Telle semble être la problématique de départ de Philippe Deléglise pour sa série d’estampes consacrée aux figures de Chladni.

Après des travaux d’inspiration géométrique pendant les années 1990, l’artiste commence en 1999 à s’intéresser de près aux travaux du physicien allemand Ernst Florens Friedrich Chladni2. Celui-ci est le premier qui étudie la répartition des ondes sonores dans des plaques métalliques, plus tard aussi dans le bois. En 1787, Chladni publie les premiers résultats de ses recherches sur les figures obtenues en faisant vibrer ces plaques à l’aide d’un archet, après les avoir préalablement saupoudrées de sable fin3. Divers motifs se forment selon le point d’attaque de l’archet sur le bord de la plaque, la taille et la forme de cette dernière, ainsi que la fréquence de la vibration. Typiques de l’esprit du temps, ces recherches se rapprochent de l’étude d’un autre phénomène: l’électricité. Dix ans avant la parution de Chladni, un autre physicien allemand publie ses observations sur la réaction de la poussière face à l’électricité. Quelques années plus tard, Adolf Traugott von Gersdorf trouve le moyen de visualiser ces recherches. Mais comme chez Chladni, l’essentiel est l’expérimentation physique et non une visée esthétique.

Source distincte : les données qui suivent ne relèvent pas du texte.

//! OpenAPI document for the REST endpoints.

use utoipa::OpenApi;

use super::handlers::{register, system};

/// Generated OpenAPI description, served under `/api-docs/openapi.json`
/// when the `swagger-ui` feature is enabled.
#[derive(Debug, OpenApi)]
#[openapi(
    info(title = "secret-santa", description = "Secret Santa registration service"),
    paths(register::register, system::health_handler),
    tags(
        (name = "Registration", description = "Participant registration"),
        (name = "System", description = "Service status"),
    )
)]
pub struct ApiDoc;

#[cfg(test)]
mod tests {
    use super::*;

    #[test]
    fn document_lists_both_paths() {
        let doc = ApiDoc::openapi();
        assert!(doc.paths.paths.contains_key("/register"));
        assert!(doc.paths.paths.contains_key("/health"));
    }
}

C’est en cela que les recherches de Philippe Deléglise diffèrent de celles des savants du XVIIIe siècle. À leur origine, des projets impliquant des musiciens, mais surtout une volonté de l’artiste de donner de nouvelles qualités à ses œuvres. En 2001, il crée une suite d’estampes qui est à la fois différente et similaire de ses œuvres antérieures. Similaire, car les principes sont les mêmes: distribution de lignes, établissement d’un réseau visuel. Différente, car les lignes ne sont plus construites géométriquement; elles restent organiques sans pour autant tendre à la figuration.

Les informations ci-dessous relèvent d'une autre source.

//! Document-collection implementation of the persistence layer.
//!
//! The `players` collection is held in memory as a list of JSON
//! documents. When a path is configured the whole collection is written
//! back to that file after every insert (write to a sibling temp file,
//! then rename), and read once on open.

use std::path::{Path, PathBuf};

use async_trait::async_trait;
use chrono::Utc;
use serde::{Deserialize, Serialize};
use tokio::fs;
use tokio::sync::RwLock;
use tracing::{debug, info};

use super::PlayerStore;
use crate::domain::{NewPlayer, PlayerRecord};
use crate::error::SantaError;

/// On-disk shape of the collection file.
#[derive(Debug, Deserialize)]
struct PlayersDocument {
    players: Vec<PlayerRecord>,
}

#[derive(Debug, Serialize)]
struct PlayersDocumentRef<'a> {
    players: &'a [PlayerRecord],
}

/// JSON document store for player records.
#[derive(Debug)]
pub struct DocumentPlayerStore {
    path: Option<PathBuf>,
    players: RwLock<Vec<PlayerRecord>>,
}

impl DocumentPlayerStore {
    /// Creates an empty store that never touches the filesystem.
    #[must_use]
    pub fn in_memory() -> Self {
        Self {
            path: None,
            players: RwLock::new(Vec::new()),
        }
    }

    /// Opens the collection stored at `path`. A missing file is an empty
    /// collection; it is created on the first insert.
    ///
    /// # Errors
    ///
    /// Returns [`SantaError::PersistenceError`] if the file exists but
    /// cannot be read or parsed.
    pub async fn open(path: impl Into<PathBuf>) -> Result<Self, SantaError> {
        let path = path.into();
        let players = if fs::try_exists(&path).await? {
            let bytes = fs::read(&path).await?;
            let doc: PlayersDocument = serde_json::from_slice(&bytes)?;
            info!(path = %path.display(), count = doc.players.len(), "loaded player documents");
            doc.players
        } else {
            debug!(path = %path.display(), "document store file not found, starting empty");
            Vec::new()
        };

        Ok(Self {
            path: Some(path),
            players: RwLock::new(players),
        })
    }

    /// The backing file, if any.
    #[must_use]
    pub fn path(&self) -> Option<&Path> {
        self.path.as_deref()
    }

    async fn flush(&self, players: &[PlayerRecord]) -> Result<(), SantaError> {
        let Some(path) = &self.path else {
            return Ok(());
        };

        let bytes = serde_json::to_vec_pretty(&PlayersDocumentRef { players })?;

        let tmp = path.with_extension("json.tmp");
        fs::write(&tmp, bytes).await?;
        fs::rename(&tmp, path).await?;
        Ok(())
    }
}

/// Describes why `player` cannot join `existing`, if it cannot.
fn uniqueness_violation(existing: &[PlayerRecord], player: &NewPlayer) -> Option<String> {
    if existing.iter().any(|p| p.name == player.name) {
        return Some(format!("duplicate key: players.name = {}", player.name));
    }
    let email = player.email.as_deref()?;
    existing
        .iter()
        .any(|p| p.email.as_deref() == Some(email))
        .then(|| format!("duplicate key: players.email = {email}"))
}

#[async_trait]
impl PlayerStore for DocumentPlayerStore {
    fn backend_name(&self) -> &'static str {
        "document"
    }

    async fn ensure_schema(&self) -> Result<(), SantaError> {
        let parent = self
            .path
            .as_deref()
            .and_then(Path::parent)
            .filter(|p| !p.as_os_str().is_empty());
        if let Some(parent) = parent {
            fs::create_dir_all(parent).await?;
        }
        Ok(())
    }

    async fn find_by_name(&self, name: &str) -> Result<Option<PlayerRecord>, SantaError> {
        let players = self.players.read().await;
        Ok(players.iter().find(|p| p.name == name).cloned())
    }

    async fn list_all(&self) -> Result<Vec<PlayerRecord>, SantaError> {
        Ok(self.players.read().await.clone())
    }

    async fn insert(&self, player: NewPlayer) -> Result<PlayerRecord, SantaError> {
        let mut players = self.players.write().await;

        if let Some(violation) = uniqueness_violation(&players, &player) {
            return Err(SantaError::PersistenceError(violation));
        }

        let next_id = players.iter().map(|p| p.id).max().unwrap_or(0).saturating_add(1);
        let record = player.into_record(next_id, Utc::now());
        players.push(record.clone());

        if let Err(e) = self.flush(&players).await {
            players.pop();
            return Err(e);
        }

        Ok(record)
    }
}

#[cfg(test)]
#[allow(clippy::panic)]
mod tests {
    use super::*;

    fn player(name: &str, email: Option<&str>, receiver: &str) -> NewPlayer {
        NewPlayer {
            name: name.to_string(),
            email: email.map(ToString::to_string),
            receiver: receiver.to_string(),
        }
    }

    #[test]
    fn in_memory_store_starts_empty() {
        let store = DocumentPlayerStore::in_memory();
        assert!(store.path().is_none());
        let Ok(all) = tokio_test::block_on(store.list_all()) else {
            panic!("list failed");
        };
        assert!(all.is_empty());
    }

    #[tokio::test]
    async fn insert_assigns_sequential_ids() {
        let store = DocumentPlayerStore::in_memory();
        let Ok(first) = store.insert(player("Omar", None, "Salman")).await else {
            panic!("insert failed");
        };
        let Ok(second) = store.insert(player("Salman", None, "Aroob")).await else {
            panic!("insert failed");
        };
        assert_eq!((first.id, second.id), (1, 2));

        let Ok(Some(found)) = store.find_by_name("Salman").await else {
            panic!("not found");
        };
        assert_eq!(found.receiver, "Aroob");
    }

    #[tokio::test]
    async fn uniqueness_is_enforced() {
        let store = DocumentPlayerStore::in_memory();
        assert!(store.insert(player("Omar", Some("o@x.io"), "Salman")).await.is_ok());

        let dup_name = store.insert(player("Omar", None, "Aroob")).await;
        assert!(matches!(dup_name, Err(SantaError::PersistenceError(_))));

        let dup_email = store.insert(player("Aroob", Some("o@x.io"), "Omar")).await;
        assert!(matches!(dup_email, Err(SantaError::PersistenceError(_))));

        assert!(store.insert(player("Aroob", None, "Omar")).await.is_ok());
        assert!(store.insert(player("Salman", None, "Aroob")).await.is_ok());

        let Ok(all) = store.list_all().await else {
            panic!("list failed");
        };
        assert_eq!(all.len(), 3);
    }

    #[tokio::test]
    async fn collection_is_reloaded_from_file() {
        let Ok(dir) = tempfile::tempdir() else {
            panic!("tempdir");
        };
        let path = dir.path().join("data").join("players.json");

        let Ok(store) = DocumentPlayerStore::open(&path).await else {
            panic!("open failed");
        };
        assert!(store.ensure_schema().await.is_ok());
        assert!(store.insert(player("Omar", Some("o@x.io"), "Salman")).await.is_ok());
        drop(store);

        let Ok(reopened) = DocumentPlayerStore::open(&path).await else {
            panic!("reopen failed");
        };
        let Ok(Some(found)) = reopened.find_by_name("Omar").await else {
            panic!("record lost");
        };
        assert_eq!(found.email.as_deref(), Some("o@x.io"));
    }

    #[tokio::test]
    async fn failed_write_leaves_collection_unchanged() {
        let Ok(dir) = tempfile::tempdir() else {
            panic!("tempdir");
        };
        let path = dir.path().join("players.json");
        let Ok(store) = DocumentPlayerStore::open(&path).await else {
            panic!("open failed");
        };
        // A directory at the target path makes the final rename fail.
        assert!(std::fs::create_dir(&path).is_ok());

        let result = store.insert(player("Omar", None, "Salman")).await;
        assert!(matches!(result, Err(SantaError::PersistenceError(_))));
        let Ok(all) = store.list_all().await else {
            panic!("list failed");
        };
        assert!(all.is_empty());

        assert!(std::fs::remove_dir(&path).is_ok());
        let Ok(record) = store.insert(player("Omar", None, "Salman")).await else {
            panic!("insert after recovery failed");
        };
        assert_eq!(record.id, 1);
    }

    #[tokio::test]
    async fn corrupt_file_is_a_persistence_error() {
        let Ok(dir) = tempfile::tempdir() else {
            panic!("tempdir");
        };
        let path = dir.path().join("players.json");
        assert!(std::fs::write(&path, b"not json").is_ok());

        let result = DocumentPlayerStore::open(&path).await;
        assert!(matches!(result, Err(SantaError::PersistenceError(_))));
    }
}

Philippe Deléglise commence avec des plaques d’acier qu’il frotte avec un archet d’alto. Les résultats sont dévoilés dans le portfolio Poussières-Tombeau de Chladni. Les lignes obtenues dépendent généralement de la vigueur du coup d’archet et de la taille de la plaque. Dans ces planches les premiers résultats sont encore très obscures en raison de l’utilisation directe de poussière de colophane sur la surface métallique. L’artiste réalise une large variété de structures, et atteint son but: les œuvres deviennent de plus en plus libres, s’émancipant de la facture géométrique antérieure. La distinction avec cette dernière ne se limite toutefois pas aux formes, et Deléglise accepte que certaines d’entre-elles soient incontrôlables, que l’idée générale soit prévisible mais que le résultat final reste partiellement aléatoire. Les figures de Chladni ne sont qu’un point de départ pour son travail. S’il décide d’abord d’utiliser cette technique, il en changera en cours de route pour obtenir des résultats parfois plus légers, parfois beaucoup plus complexes. Les Échos, réalisés en 2007, montrent un changement de processus au terme de plusieurs années d’expériences inspirées par Chladni.

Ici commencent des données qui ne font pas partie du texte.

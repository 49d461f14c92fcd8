//! Persistence layer: the `players` collection.
//!
//! [`PlayerStore`] is the capability the registration service needs from
//! storage. Two backends implement it:
//!
//! - [`SqlitePlayerStore`]: relational, via `sqlx::SqlitePool`.
//! - [`DocumentPlayerStore`]: a JSON document collection kept in memory
//!   and optionally mirrored to a file.

pub mod document;
pub mod sqlite;

pub use document::DocumentPlayerStore;
pub use sqlite::SqlitePlayerStore;

use std::fmt::Debug;
use std::sync::Arc;
use std::time::Duration;

use async_trait::async_trait;

use crate::config::{SantaConfig, StorageBackend};
use crate::domain::{NewPlayer, PlayerRecord};
use crate::error::SantaError;

/// Storage for registration records.
///
/// Implementations must reject a second record with the same `name`, or
/// with the same non-empty `email`, with [`SantaError::PersistenceError`].
#[async_trait]
pub trait PlayerStore: Send + Sync + Debug {
    /// Short backend identifier, reported by `/health`.
    fn backend_name(&self) -> &'static str;

    /// Creates the `players` table/collection if it does not exist.
    ///
    /// # Errors
    ///
    /// Returns [`SantaError::PersistenceError`] on storage failure.
    async fn ensure_schema(&self) -> Result<(), SantaError>;

    /// Looks up the record registered under `name`.
    ///
    /// # Errors
    ///
    /// Returns [`SantaError::PersistenceError`] on storage failure.
    async fn find_by_name(&self, name: &str) -> Result<Option<PlayerRecord>, SantaError>;

    /// Returns every record, oldest first.
    ///
    /// # Errors
    ///
    /// Returns [`SantaError::PersistenceError`] on storage failure.
    async fn list_all(&self) -> Result<Vec<PlayerRecord>, SantaError>;

    /// Stores a new record and returns it with its assigned id.
    ///
    /// # Errors
    ///
    /// Returns [`SantaError::PersistenceError`] on storage failure or a
    /// uniqueness violation.
    async fn insert(&self, player: NewPlayer) -> Result<PlayerRecord, SantaError>;
}

/// Opens the backend selected by `config` and ensures its schema.
///
/// # Errors
///
/// Returns [`SantaError::PersistenceError`] if the backend cannot be
/// opened or initialised.
pub async fn open_store(config: &SantaConfig) -> Result<Arc<dyn PlayerStore>, SantaError> {
    let store: Arc<dyn PlayerStore> = match config.storage_backend {
        StorageBackend::Sqlite => Arc::new(
            SqlitePlayerStore::connect(
                &config.database_url,
                config.database_max_connections,
                Duration::from_secs(config.database_connect_timeout_secs),
            )
            .await?,
        ),
        StorageBackend::Document => match &config.document_store_path {
            Some(path) => Arc::new(DocumentPlayerStore::open(path.clone()).await?),
            None => Arc::new(DocumentPlayerStore::in_memory()),
        },
    };

    store.ensure_schema().await?;
    tracing::info!(backend = store.backend_name(), "player store ready");
    Ok(store)
}
//! Registration DTOs.

use serde::{Deserialize, Serialize};
use serde_json::Value;
use utoipa::ToSchema;

use crate::service::Registration;

/// Request body for `POST /register`.
#[derive(Debug, Clone, Deserialize, ToSchema)]
pub struct RegisterRequest {
    /// Registrant name; must be on the allow-list. Kept as raw JSON so a
    /// missing, `null` or non-string name is rejected as not allowed.
    #[serde(default)]
    #[schema(value_type = String, example = "Omar")]
    pub name: Value,
    /// Contact address. Mandatory only when the service requires email.
    #[serde(default)]
    pub email: Option<String>,
}

impl RegisterRequest {
    /// The name as a string; empty when it is absent or not a string.
    #[must_use]
    pub fn name(&self) -> &str {
        self.name.as_str().unwrap_or_default()
    }
}

/// Response body for a successful `POST /register`.
#[derive(Debug, Clone, Serialize, ToSchema)]
pub struct RegisterResponse {
    /// Localized confirmation embedding the receiver.
    pub message: String,
    /// The name the registrant gives a gift to.
    pub receiver: String,
}

impl From<Registration> for RegisterResponse {
    fn from(r: Registration) -> Self {
        Self {
            message: r.message,
            receiver: r.receiver,
        }
    }
}

#[cfg(test)]
#[allow(clippy::panic)]
mod tests {
    use super::*;

    #[test]
    fn email_is_optional() {
        let Ok(req) = serde_json::from_str::<RegisterRequest>(r#"{"name":"Omar"}"#) else {
            panic!("request without email must parse");
        };
        assert_eq!(req.name(), "Omar");
        assert!(req.email.is_none());
    }

    #[test]
    fn missing_name_parses_as_empty() {
        let Ok(req) = serde_json::from_str::<RegisterRequest>(r#"{"email":"a@b.c"}"#) else {
            panic!("request without name must parse");
        };
        assert!(req.name().is_empty());
        assert_eq!(req.email.as_deref(), Some("a@b.c"));
    }

    #[test]
    fn non_string_name_reads_as_empty() {
        for body in [r#"{"name":null}"#, r#"{"name":5}"#, r#"{"name":["Omar"]}"#] {
            let Ok(req) = serde_json::from_str::<RegisterRequest>(body) else {
                panic!("{body} must parse");
            };
            assert!(req.name().is_empty());
        }
    }
}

Depuis son portfolio initial, Deléglise progresse quasiment chaque année dans sa démarche. Le deuxième portfolio, Impressions (2002), présente déjà un changement fondamental. L’artiste y utilise du cuivre, des plaques de même format et un générateur pour produire les vibrations. Les résultats obtenus sur les différentes plaques en sont plus aisément contrôlables et comparables. Mais le plus grand changement est d’ordre visuel: à la colophane se substitue parfois, se combinent la plupart du temps, une aquatinte au sucre et un vernis qui permettent à l’artiste de garder les lignes en noir et les fonds clairs. Les formes gagnent en complexité par rapport à la première série mais restent pour ainsi dire unidimensionnelles. Une remise en question radicale intervient avec Interférences en 2003. Grâce à l’utilisation de deux générateurs, Deléglise parvient à dépasser l’expérimentation physique pour se concentrer sur sa démarche visuelle. L’onde principale est partiellement effacée par l’onde secondaire, ce qui intéresse particulièrement l’artiste et l’encourage à poursuivre son travail dans une voie que Chladni lui-même n’avait pas prévue: l’emploi de ses recherches sur un plan artistique. La ligne est ainsi définie par le support sur lequel elle est posée. Elle s’y trouve souvent piégée, dans une sorte de dépendance dont elle ne parvient pas à se dégager.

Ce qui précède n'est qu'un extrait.